Diário de Notícias - 31 Mar 03

Qualquer guerra
João César das Neves 

Uma guerra é sempre estúpida. Uma guerra, qualquer guerra, é sempre sumamente estúpida. Não por causa das razões da guerra. Essas normalmente são sérias e ponderáveis. Uma guerra, mesmo justa ou necessária, é estúpida por si mesma. Ninguém vai para a guerra com más razões. Ninguém faz a guerra ligeiramente, por razões fúteis e superficiais. A guerra é uma coisa tão horrível, que ninguém entra nela por razões menores. Há pessoas fúteis e superficiais que encaram assim a guerra, mas essas não fazem a guerra. Quem a faz, faz sempre a sério. Por isso não vale a pena discutir as razões da guerra com quem a faz. Fazer isso é sempre muito estúpido. Discutir as razões da guerra é sempre, de algum modo, participar na guerra.

A razão por que a guerra é estúpida não tem nada a ver com as suas razões. A razão da estupidez da guerra tem a ver com a sua própria natureza. Tem a ver com o facto de uma pessoa humana valer mais que todo o Universo. Tem a ver com o facto de uma pessoa, por pequenina e humilde que seja, valer mais que tudo o resto. Por isso, tirar uma vida é sempre uma supina estupidez. E na guerra, quaisquer que sejam as razões, a vida torna-se sempre secundária, dispensável, barata. Mais barata que as razões da guerra. É isto que é muito estúpido.

Infelizmente, é sempre difícil dizer isto a quem está envolvido na guerra, porque esses só vêem as suas razões. Nem sequer conseguem ver o esmagador valor e dignidade da vida, muito superior a essas boas razões. Não conseguem ver o valor da vida senão como parte das suas razões. Mas numa guerra, em qualquer guerra, o que está em causa antes de mais não são as suas razões, sempre sérias e profundas. Numa guerra o que está em causa é mesmo o valor supremo e a dignidade inultrapassável da vida humana. Esse valor que é pisado pela guerra.

É por isso que numa guerra, em qualquer guerra, a Pessoa de quem mais se fala é Deus. Porque Deus é neste mundo o garante supremo do valor e dignidade da vida humana. Do valor que o mundo tantas vezes despreza. Da dignidade que a guerra estupidamente despreza. Perante a guerra, só Deus pode eliminar a estupidez e restaurar a dignidade dos que a vivem. E sobretudo dos que nela morrem.

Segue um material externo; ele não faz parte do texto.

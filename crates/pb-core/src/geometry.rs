//! Coordinate-space conversion.
//!
//! Pointer events report viewport (client) coordinates. Notes are positioned
//! relative to a scrollable container, and whiteboard strokes are drawn in
//! canvas-local pixels. Everything here is pure so the drag and stroke math
//! can be tested without a rendering surface.

pub use kurbo::{Point, Rect, Vec2};

/// Live geometry of the scrollable notes container, read from the DOM on
/// every pointer event.
#[derive(Debug, Clone, Copy, PartialEq, Default)]
pub struct ContainerMetrics {
    /// Viewport position of the container's padding box top-left.
    pub origin: Point,
    /// Current scroll offset (`scrollLeft`, `scrollTop`).
    pub scroll: Vec2,
}

impl ContainerMetrics {
    pub fn new(origin: Point, scroll: Vec2) -> Self {
        Self { origin, scroll }
    }

    pub fn to_local(&self, client: Point) -> Point {
        screen_to_local(client, self.origin, self.scroll)
    }

    pub fn to_screen(&self, local: Point) -> Point {
        local_to_screen(local, self.origin, self.scroll)
    }
}

/// Convert a viewport point into the local space of a (possibly scrolled)
/// container whose top-left sits at `container_origin`.
pub fn screen_to_local(pointer: Point, container_origin: Point, scroll: Vec2) -> Point {
    pointer - container_origin.to_vec2() + scroll
}

/// Inverse of [`screen_to_local`].
pub fn local_to_screen(local: Point, container_origin: Point, scroll: Vec2) -> Point {
    local + container_origin.to_vec2() - scroll
}

/// Canvas-local point from a viewport point and the canvas bounding rect.
pub fn canvas_local(pointer: Point, canvas_rect: Rect) -> Point {
    screen_to_local(pointer, canvas_rect.origin(), Vec2::ZERO)
}

#[cfg(test)]
mod tests {
    use super::*;

    #[test]
    fn unscrolled_container_subtracts_origin() {
        let local = screen_to_local(Point::new(150.0, 90.0), Point::new(50.0, 40.0), Vec2::ZERO);
        assert_eq!(local, Point::new(100.0, 50.0));
    }

    #[test]
    fn scroll_offset_moves_into_content() {
        let local = screen_to_local(
            Point::new(150.0, 90.0),
            Point::new(50.0, 40.0),
            Vec2::new(0.0, 300.0),
        );
        assert_eq!(local, Point::new(100.0, 350.0));
    }

    #[test]
    fn local_and_screen_are_inverse() {
        let metrics = ContainerMetrics::new(Point::new(12.0, 64.0), Vec2::new(7.0, 120.0));
        let client = Point::new(333.0, 222.0);
        assert_eq!(metrics.to_screen(metrics.to_local(client)), client);
    }

    #[test]
    fn canvas_local_uses_rect_origin() {
        let rect = Rect::new(10.0, 20.0, 810.0, 620.0);
        assert_eq!(canvas_local(Point::new(15.0, 25.0), rect), Point::new(5.0, 5.0));
    }
}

Perante uma guerra, perante o estúpido desprezo da dignidade da pessoa na guerra, só há uma coisa digna a fazer: rezar. Por isso, neste momento no Iraque, EUA, Inglaterra, Israel, Congo e muitos locais da guerra, milhões de pessoas, civis e militares, levantam os braços ao Céu, pedindo a Deus que os proteja, a si e aos seus, da guerra. Por isso neste momento por todo o mundo, milhões de pessoas levantam os braços ao Céu, pedindo a Deus que proteja desconhecidos longínquos da guerra. Na guerra a única Pessoa com que não é estúpido falar é com Deus.

Até os líderes da guerra falam com Deus. Falam de Deus nas suas boas razões. O Presidente George Bush, na mensagem à nação das 22 e 15 de 19 de Março, em que anunciou as razões da guerra, disse: «Que Deus abençoe a América e todos os que a defendem.» O Presidente Saddam Hussein, no seu discurso à nação das 11 horas de 24 de Março, em que reagiu às razões da guerra, disse: «Continuaremos o nosso pacto com Deus e Ele é nossa testemunha, confiamos nele para humilhar o arrogante agressor.» Mas ver Deus como defensor das boas razões da guerra é uma enorme estupidez. Porque Ele é quem mais ama a vida humana.